Wheat is a widely used ingredient in packaged foods primarily due to its low cost of production, which allows manufacturers to make significant profits at the expense of consumers’ health. Additionally, the popularity of wheat-based products is driven by the convenience and laziness of consumers who prefer cheap and readily available options.
Follow an ancestral diet that’s rich in red meat protein sources, fish, low FODMAP vegetables, fermented foods like sauerkraut and goat kefir, fruits, raw honey, eggs, butter, quality raw dairy, potatoes and white rice.
Summary
Tldr; Malnutrition is the root cause of all disease. Eating refined foods on a daily basis will lead to a destroyed gut microbiome.
Grains are seeds derived from plants. Grains are divided into 2 main groups: Cereals (wheat, rice, maize/corn, barley and oats), and Legumes (beans, lentils, peas and peanuts).
The average person’s diet is so shit and unhealthy, whereas whole grains are labelled and marketed as a major health food, at least when compared to all the processed foods the average person eats.
Most studies use processed grains as the control group of whole grain consumption, so the only thing they can tell us is that it’s probably “healthier” to eat whole grains over processed grains, and since the funding for most, if not all studies, comes from the grain industry lobby, it makes sense that the studies will rule to their favor. There is use of blatant selection bias and cherry-picking, in order to put a positive spin on everything related to grains. Don’t forget that grains are extremely cheap to produce and highly profitable.
There is only mixed support of the epidemiological literature, therefore it cannot be said that science strongly supports the recommendation to base your diet around whole grains, especially wheat.
Anti-nutrients are natural or synthetic compounds that interfere with the absorption of nutrients. Many plants have evolved defense mechanisms in order to protect their seeds from being eaten by animals. One of these mechanisms is the production of anti-nutrients making the seed’s nutrients impossible or uncomfortable to digest by animals. These anti-nutrients are particularly highly concentrated in grains.
Gluten is a structural protein naturally found in some grains including wheat, barley, and rye.
Many “evidence-based” nutritionists (without clients) argue that gluten is perfectly fine if you don’t have celiac disease.
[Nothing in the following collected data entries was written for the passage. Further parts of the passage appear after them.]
// ============================================================================
// Word ranking
// ============================================================================

mod words_tests {
    use super::*;

    #[test]
    fn test_ranking_counts_and_ties() {
        let records = vec![
            record(
                "Alice",
                "pizza friday? pizza sounds perfect",
                Sentiment::Positive,
                (2023, 1, 2, 10, 0),
            ),
            record("Bob", "pizza it is", Sentiment::Neutral, (2023, 1, 2, 10, 1)),
        ];

        let words = most_common_words(&records, None, 10);
        assert_eq!(
            words,
            vec![
                ("pizza".to_string(), 3),
                ("friday?".to_string(), 1),
                ("perfect".to_string(), 1),
                ("sounds".to_string(), 1),
            ]
        );
    }

    #[test]
    fn test_punctuation_keeps_a_token_off_the_stop_list() {
        let words = most_common_words(&trip_chat(), None, 50);

        // "it," survives; the bare stop word "it" would not.
        assert!(words.contains(&("it,".to_string(), 1)));
        assert!(!words.iter().any(|(w, _)| w == "it"));
        assert!(!words.iter().any(|(w, _)| w == "and" || w == "my" || w == "to"));
    }

    #[test]
    fn test_notifications_and_media_contribute_no_words() {
        let words = most_common_words(&trip_chat(), None, 50);

        assert!(!words.iter().any(|(w, _)| w == "created" || w == "alice"));
        assert!(!words.iter().any(|(w, _)| w.contains("media") || w.contains("omitted")));
    }

    #[test]
    fn test_user_filter_orders_singletons_alphabetically() {
        let words = most_common_words(&trip_chat(), Some("Alice"), 50);

        let expected: Vec<(String, usize)> = [
            "check",
            "happy",
            "https://snow.example.com",
            "lend",
            "mine",
            "ski",
            "thinking",
            "weekend",
            "www.cabins.example.com",
        ]
        .iter()
        .map(|w| ((*w).to_string(), 1))
        .collect();

        assert_eq!(words, expected);
    }

    #[test]
    fn test_top_truncates() {
        assert_eq!(most_common_words(&trip_chat(), None, 3).len(), 3);
    }
}
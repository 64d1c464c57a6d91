//! Most common words, stop-word filtered.

use std::collections::{HashMap, HashSet};

use crate::record::ParsedMessage;
use crate::stats::select;

/// Common English words excluded from the ranking.
const STOP_WORDS: &[&str] = &[
    "a", "about", "after", "again", "all", "also", "am", "an", "and", "any", "are", "as", "at",
    "be", "because", "been", "before", "being", "but", "by", "can", "could", "did", "do", "does",
    "doing", "down", "during", "each", "few", "for", "from", "further", "get", "got", "had",
    "has", "have", "having", "he", "her", "here", "hers", "him", "his", "how", "i", "if", "in",
    "into", "is", "it", "its", "just", "like", "me", "more", "most", "my", "no", "not", "now",
    "of", "off", "ok", "okay", "on", "once", "only", "or", "other", "our", "out", "over", "own",
    "so", "some", "such", "than", "that", "the", "their", "theirs", "them", "then", "there",
    "these", "they", "this", "those", "through", "to", "too", "u", "under", "until", "up", "ur",
    "us", "very", "was", "we", "were", "what", "when", "where", "which", "while", "who", "whom",
    "why", "will", "with", "would", "ya", "yeah", "yes", "you", "your", "yours",
];

/// Ranks the most frequent words, keeping the top `top`.
///
/// Tokens are lowercased whitespace splits, punctuation untouched, so
/// `"hello!"` and `"hello"` count separately. Group notifications, media
/// placeholders, and stop words are skipped. Equal counts order by word.
pub fn most_common_words(
    records: &[ParsedMessage],
    user: Option<&str>,
    top: usize,
) -> Vec<(String, usize)> {
    let stop_words: HashSet<&str> = STOP_WORDS.iter().copied().collect();
    let mut counts: HashMap<String, usize> = HashMap::new();

    for record in select(records, user) {
        if record.is_notification() || record.is_media() {
            continue;
        }
        for token in record.message.to_lowercase().split_whitespace() {
            if stop_words.contains(token) {
                continue;
            }
            *counts.entry(token.to_string()).or_insert(0) += 1;
        }
    }

    let mut sorted: Vec<_> = counts.into_iter().collect();
    sorted.sort_by(|a, b| b.1.cmp(&a.1).then_with(|| a.0.cmp(&b.0)));
    sorted.truncate(top);
    sorted
}
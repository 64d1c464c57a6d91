//! # chatscope CLI
//!
//! Command-line interface for the chatscope library.

use std::fs;
use std::process;
use std::time::Instant;

use clap::Parser as ClapParser;

use chatscope::cli::Args;
use chatscope::format::{OutputFormat, write_to_format};
use chatscope::report::ReportSummary;
use chatscope::stats::{
    activity_heatmap, busiest_users, emoji_counts, month_activity, monthly_timeline,
    most_common_words, overview, sentiment_counts, week_activity,
};
use chatscope::{ChatParser, ChatscopeError, ParsedMessage, ParserConfig};

fn main() {
    if let Err(e) = run() {
        eprintln!("❌ Error: {}", e);
        process::exit(1);
    }
}

fn run() -> Result<(), ChatscopeError> {
    let total_start = Instant::now();
    let args = <Args as ClapParser>::parse();

    // Print header
    println!("💬 chatscope v{}", env!("CARGO_PKG_VERSION"));
    println!("━━━━━━━━━━━━━━━━━━━━━━━━━━━━━━━━━━");
    println!("📂 Input:   {}", args.input);

    let mut config = ParserConfig::new();
    if let Some(format) = args.timestamp_format {
        config = config.with_timestamp_format(format.into());
    }
    let parser = ChatParser::with_config(config);

    let content = fs::read_to_string(&args.input)?;

    let Some(format) = parser.resolve_format(&content) else {
        println!();
        println!("⚠️  No recognizable timestamps found. Is this a WhatsApp export?");
        println!("   Try pinning the layout with --timestamp-format.");
        return Ok(());
    };

    let auto_detected = args.timestamp_format.is_none();
    println!(
        "🕒 Format:  {}{}",
        format,
        if auto_detected { " (auto-detected)" } else { "" }
    );
    if let Some(ref user) = args.user {
        println!("👤 User:    {}", user);
    }
    println!();

    println!("⏳ Parsing chat export...");
    let parse_start = Instant::now();
    let records = parser.parse_str(&content)?;
    let parse_time = parse_start.elapsed();
    println!(
        "   Found {} records ({:.2}s)",
        records.len(),
        parse_time.as_secs_f64()
    );

    if records.is_empty() {
        println!();
        println!("⚠️  No records found in {}", args.input);
        return Ok(());
    }

    let user = args.user.as_deref();

    if let Some(ref output) = args.output {
        let format: OutputFormat = match args.export {
            Some(format) => format.into(),
            None => OutputFormat::from_path(output)?,
        };
        println!();
        println!("💾 Writing {}...", format);
        let write_start = Instant::now();
        write_to_format(&records, output, format)?;
        println!(
            "   Saved {} records to {} ({:.2}s)",
            records.len(),
            output,
            write_start.elapsed().as_secs_f64()
        );
    }

    if args.report {
        let summary = ReportSummary::build(&records, user, args.top);
        println!();
        println!("{}", summary.to_json()?);
        return Ok(());
    }

    print_overview(&records, user);

    if args.stats {
        print_dashboard(&records, user, args.top);
    }

    // Performance stats
    let total_time = total_start.elapsed();
    println!();
    println!("⚡ Performance:");
    println!("   Total time:  {:.2}s", total_time.as_secs_f64());
    let recs_per_sec = records.len() as f64 / total_time.as_secs_f64();
    println!("   Throughput:  {:.0} records/sec", recs_per_sec);

    Ok(())
}

/// Prints the always-on overview and sentiment sections.
fn print_overview(records: &[ParsedMessage], user: Option<&str>) {
    let totals = overview(records, user);
    println!();
    println!("📊 Overview:");
    println!("   Messages:  {}", totals.messages);
    println!("   Words:     {}", totals.words);
    println!("   Media:     {}", totals.media);
    println!("   Links:     {}", totals.links);

    let tally = sentiment_counts(records, user);
    println!();
    println!("🎭 Sentiment:");
    println!("   Positive:  {}", tally.positive);
    println!("   Negative:  {}", tally.negative);
    println!("   Neutral:   {}", tally.neutral);
}

/// Prints the full statistics dashboard behind `--stats`.
fn print_dashboard(records: &[ParsedMessage], user: Option<&str>, top: usize) {
    if user.is_none() {
        let users = busiest_users(records, top);
        if !users.is_empty() {
            println!();
            println!("🏆 Busiest users:");
            for (i, entry) in users.iter().enumerate() {
                println!(
                    "   {:>2}. {:<20} {:>6} ({:.2}%)",
                    i + 1,
                    entry.user,
                    entry.count,
                    entry.share
                );
            }
        }
    }

    let words = most_common_words(records, user, top);
    if !words.is_empty() {
        println!();
        println!("🔤 Most common words:");
        for (i, (word, count)) in words.iter().enumerate() {
            println!("   {:>2}. {:<20} {:>6}", i + 1, word, count);
        }
    }

    let emojis = emoji_counts(records, user, top);
    if !emojis.is_empty() {
        println!();
        println!("😀 Top emojis:");
        for (i, (emoji, count)) in emojis.iter().enumerate() {
            println!("   {:>2}. {:<4} {:>6}", i + 1, emoji, count);
        }
    }

    let by_weekday = week_activity(records, user);
    if !by_weekday.is_empty() {
        println!();
        println!("📅 Messages by weekday:");
        for (day, count) in &by_weekday {
            println!("   {:<12} {:>6}", day, count);
        }
    }

    let by_month = month_activity(records, user);
    if !by_month.is_empty() {
        println!();
        println!("🗓️  Messages by month:");
        for (month, count) in &by_month {
            println!("   {:<12} {:>6}", month, count);
        }
    }

    let timeline = monthly_timeline(records, user);
    if !timeline.is_empty() {
        println!();
        println!("📈 Monthly timeline:");
        for bucket in &timeline {
            println!("   {:<16} {:>6}", bucket.label(), bucket.count);
        }
    }

    let grid = activity_heatmap(records, user);
    if let Some((day, period, count)) = grid.busiest_slot() {
        println!();
        println!("🔥 Busiest slot: {} {} ({} records)", day, period, count);
    }
}
//! Top-line totals: messages, words, media, links.

use std::sync::OnceLock;

use regex::Regex;
use serde::{Deserialize, Serialize};

use crate::record::ParsedMessage;
use crate::stats::select;

/// Matches `http://`, `https://`, and bare `www.` URLs.
const LINK_PATTERN: &str = r"(?i)\b(?:https?://|www\.)\S+";

static LINK_REGEX: OnceLock<Regex> = OnceLock::new();

fn link_regex() -> &'static Regex {
    LINK_REGEX.get_or_init(|| Regex::new(LINK_PATTERN).unwrap())
}

/// Top-line chat totals.
///
/// `words` counts whitespace-separated tokens across every selected record,
/// notifications included. `media` counts exact `<Media omitted>` records.
/// `links` counts URL occurrences, so one message can contribute several.
#[derive(Debug, Clone, Copy, PartialEq, Eq, Default, Serialize, Deserialize)]
pub struct Overview {
    /// Number of records.
    pub messages: usize,
    /// Whitespace-separated token count over all record bodies.
    pub words: usize,
    /// Number of media placeholder records.
    pub media: usize,
    /// Number of URL occurrences.
    pub links: usize,
}

/// Computes the top-line totals, optionally for one user.
///
/// # Example
///
/// ```rust
/// use chatscope::parser::ChatParser;
/// use chatscope::stats::overview;
///
/// let records = ChatParser::new()
///     .parse_str("1/2/23, 10:15 - Alice: see https://example.com\n")?;
///
/// let totals = overview(&records, None);
/// assert_eq!(totals.messages, 1);
/// assert_eq!(totals.words, 2);
/// assert_eq!(totals.links, 1);
/// # Ok::<(), chatscope::ChatscopeError>(())
/// ```
pub fn overview(records: &[ParsedMessage], user: Option<&str>) -> Overview {
    let selected = select(records, user);
    let links_re = link_regex();

    let mut totals = Overview {
        messages: selected.len(),
        ..Overview::default()
    };

    for record in selected {
        totals.words += record.message.split_whitespace().count();
        totals.links += links_re.find_iter(&record.message).count();
        if record.is_media() {
            totals.media += 1;
        }
    }

    totals
}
People suffering with celiac disease are only about 1-2% of the general population, so wheat and gluten are often dismissed as something that you don’t have to worry about. Doctors will even tell you that you should eat gluten and whole grains because they’re “healthy”.
Gliadin, a component of gluten, increases intestinal permeability, more commonly known as ‘leaky gut syndrome’. Gluten’s damage to the lining of the gut is most severe in people with a deficient immune system and people with a bowel disorder, but an immune system response also occurs in healthy individuals without either disorder.
This means that gluten causes your gut to leak, whether you think you’re sensitive to gluten or not. You can also become celiac or develop an intolerance at any age.
Leaky gut can cause chronic inflammation, not only in the gut but also in the rest of your body, particularly your joints, so wheat can make you more susceptible to injury as well as hinder muscle growth due to inflammation.
The archaeological record and observations of modern hunter-gatherer societies suggest that the adoption of grains into the human diet was followed by archaeological evidence of increased infections, bone diseases such as osteoporosis, increased infant mortality, and reduction in life span, as well as diabetes.
Wheat is among the most potent sources of sulfuric acid and destroys the body’s pH balance. Wheat and gluten consumption are associated with neurological disorders, acne, dental cavities and a variety of dermatological conditions. These disorders are treated by a gluten-free diet.
Wheat and gluten containing products offer no nutritional advantage. Avoid them like the plague.
Follow an ancestral diet that’s rich in meat protein, healthy fats, and some low FODMAP fermented foods, fruits and vegetables.